The index of refraction of air is 1, the same value as in a vacuum. This refraction index changes when light travels through objects, as it gets slower going through glass, for example. With all of the above then we can infer that light gets slower and its trajectory gets modified slightly as it goes through the eye, and it can be also inferred that every disease that affects the refractive properties of the eye will significantly alter vision.[2][3]

When light waves come across a spherical lens, these waves converge into a focal point, and in the eye, this focal point is projected towards a single area, which is the retina. For this to be accomplished, the crystalline lens must be a dynamic structure. The lens is a capsule filled with water and filamentous proteins; it has a stretched configuration in resting. So, if we imagine this light wave coming across this stretched, very flat lens, then we can assume that light will go farther into the eye because the refraction index is lower. With this crystalline configuration, we can see things clearly even though they are far away because they get projected further into the eye. But when we focus a closer object, then the lens has to change its shape into a more spherical one, in order for the light waves to converge into a closer point, as discussed earlier. This is accomplished by the parasympathetic system. So the nervous system has a role here! Yes, because the parasympathetic system is in charge of constricting fibers in the ciliary muscle. Contraction of these muscle fibers makes the crystalline lens become rounder, as will be discussed later. All of these processes have to be intact for the accommodation reflex to be accomplished.[4]


At the heart of these organic devices is the visual pigment rhodopsin, a modified molecule of vitamin A. This molecule, which consists of allylic carbons, contains a great deal of conjugated, pi electrons. Recall in organic chemistry an allylic group is a carbon atom singly bonded to another carbon atom, which is in turn double bonded to a carbon atom. The electrons within these alternating pi bonds of the rhodopsin molecule are not as well-defined as the electrons in a saturated carbon chain (no double bonds) or in a singly double-bonded (think simple structure) molecule of ethylene (aka ethene, C2H4).[5]

Rhodopsin consists of the protein scotopsin and the photoreactive chromophore retinal, which is derived from vitamin A. Retinal is covalently bound to one of the protein's lysine residues in a protonated Schiff base (-N+=CH-). The chromophore is the light-absorbing center of the molecule. It functions by facilitating the absorption of photons to potential energy, which supplies the energy needed to allow isomerization of the chromophore molecule from cis to trans (180-degree rotation). Although the reaction mechanism is involved, it can be summarized as:

  • Photons elevate electrons within the conjugated pi system to higher energy orbitals (dictated by the level of resonance within the chromophore).
  • The molecule rotates around the double-bond, changing from cis to trans configuration.
  • By the end of the mechanism, the excited electrons' energy levels have fallen back to the ground state.[6]

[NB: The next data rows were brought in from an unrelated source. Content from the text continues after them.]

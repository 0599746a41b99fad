//! Conversation message types.

use crate::conversation::ConversationId;
use chrono::{DateTime, Utc};
use serde::{Deserialize, Serialize};
use std::fmt;

/// Server-assigned message identifier.
#[derive(Debug, Clone, Copy, PartialEq, Eq, Hash, PartialOrd, Ord, Serialize, Deserialize)]
#[serde(transparent)]
pub struct MessageId(pub i64);

impl fmt::Display for MessageId {
    fn fmt(&self, f: &mut fmt::Formatter<'_>) -> fmt::Result {
        write!(f, "{}", self.0)
    }
}

/// Who authored a message.
#[derive(Debug, Clone, Copy, PartialEq, Eq, Hash, Serialize, Deserialize)]
#[serde(rename_all = "lowercase")]
pub enum Sender {
    User,
    Assistant,
}

impl Sender {
    pub fn as_str(&self) -> &'static str {
        match self {
            Sender::User => "user",
            Sender::Assistant => "assistant",
        }
    }
}

/// A single message in a conversation transcript.
///
/// Messages are never mutated after creation; the transcript only appends
/// or drops them.
#[derive(Debug, Clone, PartialEq, Eq, Serialize, Deserialize)]
pub struct Message {
    /// Absent only on out-of-band poll payloads that omit it
    #[serde(default, skip_serializing_if = "Option::is_none")]
    pub id: Option<MessageId>,
    #[serde(rename = "conversation")]
    pub conversation_id: ConversationId,
    pub sender: Sender,
    pub content: String,
    pub created_at: DateTime<Utc>,
}

/// Identity used for deduplication.
#[derive(Debug, Clone, PartialEq, Eq, Hash)]
pub enum MessageKey {
    Id(MessageId),
    Fingerprint {
        sender: Sender,
        content: String,
        created_at: DateTime<Utc>,
    },
}

impl Message {
    pub fn key(&self) -> MessageKey {
        match self.id {
            Some(id) => MessageKey::Id(id),
            None => MessageKey::Fingerprint {
                sender: self.sender,
                content: self.content.clone(),
                created_at: self.created_at,
            },
        }
    }

    /// Transcript ordering key: `(created_at, id)`, id-less entries first.
    pub fn sort_key(&self) -> (DateTime<Utc>, Option<MessageId>) {
        (self.created_at, self.id)
    }

    /// Whether `other` is the same `(sender, content, created_at)` triple.
    pub fn same_fingerprint(&self, other: &Message) -> bool {
        self.sender == other.sender
            && self.created_at == other.created_at
            && self.content == other.content
    }

    pub fn is_assistant(&self) -> bool {
        self.sender == Sender::Assistant
    }
}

At the reaction completion, the chromophore has changed to the more stable trans configuration. Thus, within rhodopsin, light absorption leads to a chemical reaction that forces part of the rhodopsin molecule to translocate, changing protein conformation and exposing active sites. This activated form of rhodopsin is known as metarhodopsin II. Before it can get to the metarhodopsin phase, rhodopsin decays through a series of intermediates, and these changes occur in the matter of milliseconds. Metarhodopsin II activates many copies of the G protein transducin (by replacing transducin's GDP with GTP). Many activated transducin complexes activate cyclic nucleotide phosphodiesterase (PDE), which can itself hydrolyze 1000 molecules of cGMP to 5'-GMP per second. cGMP-gated channels in the plasma membrane of these rods (or cones) allow sodium ion influx at high cGMP concentrations; this is balanced by cation exchanger-mediated glutamate efflux, maintaining cell depolarization in dark conditions. At low cGMP concentrations, these channels close, stopping sodium ion influx and reducing glutamate efflux, all leading to cell hyperpolarization in light conditions. Thus, light-induced rod/cone state changes lead to hyperpolarization of the photoreceptor cells. Conversely, photoreceptor cells without the presence of light exist in the depolarized state.[7][8][9]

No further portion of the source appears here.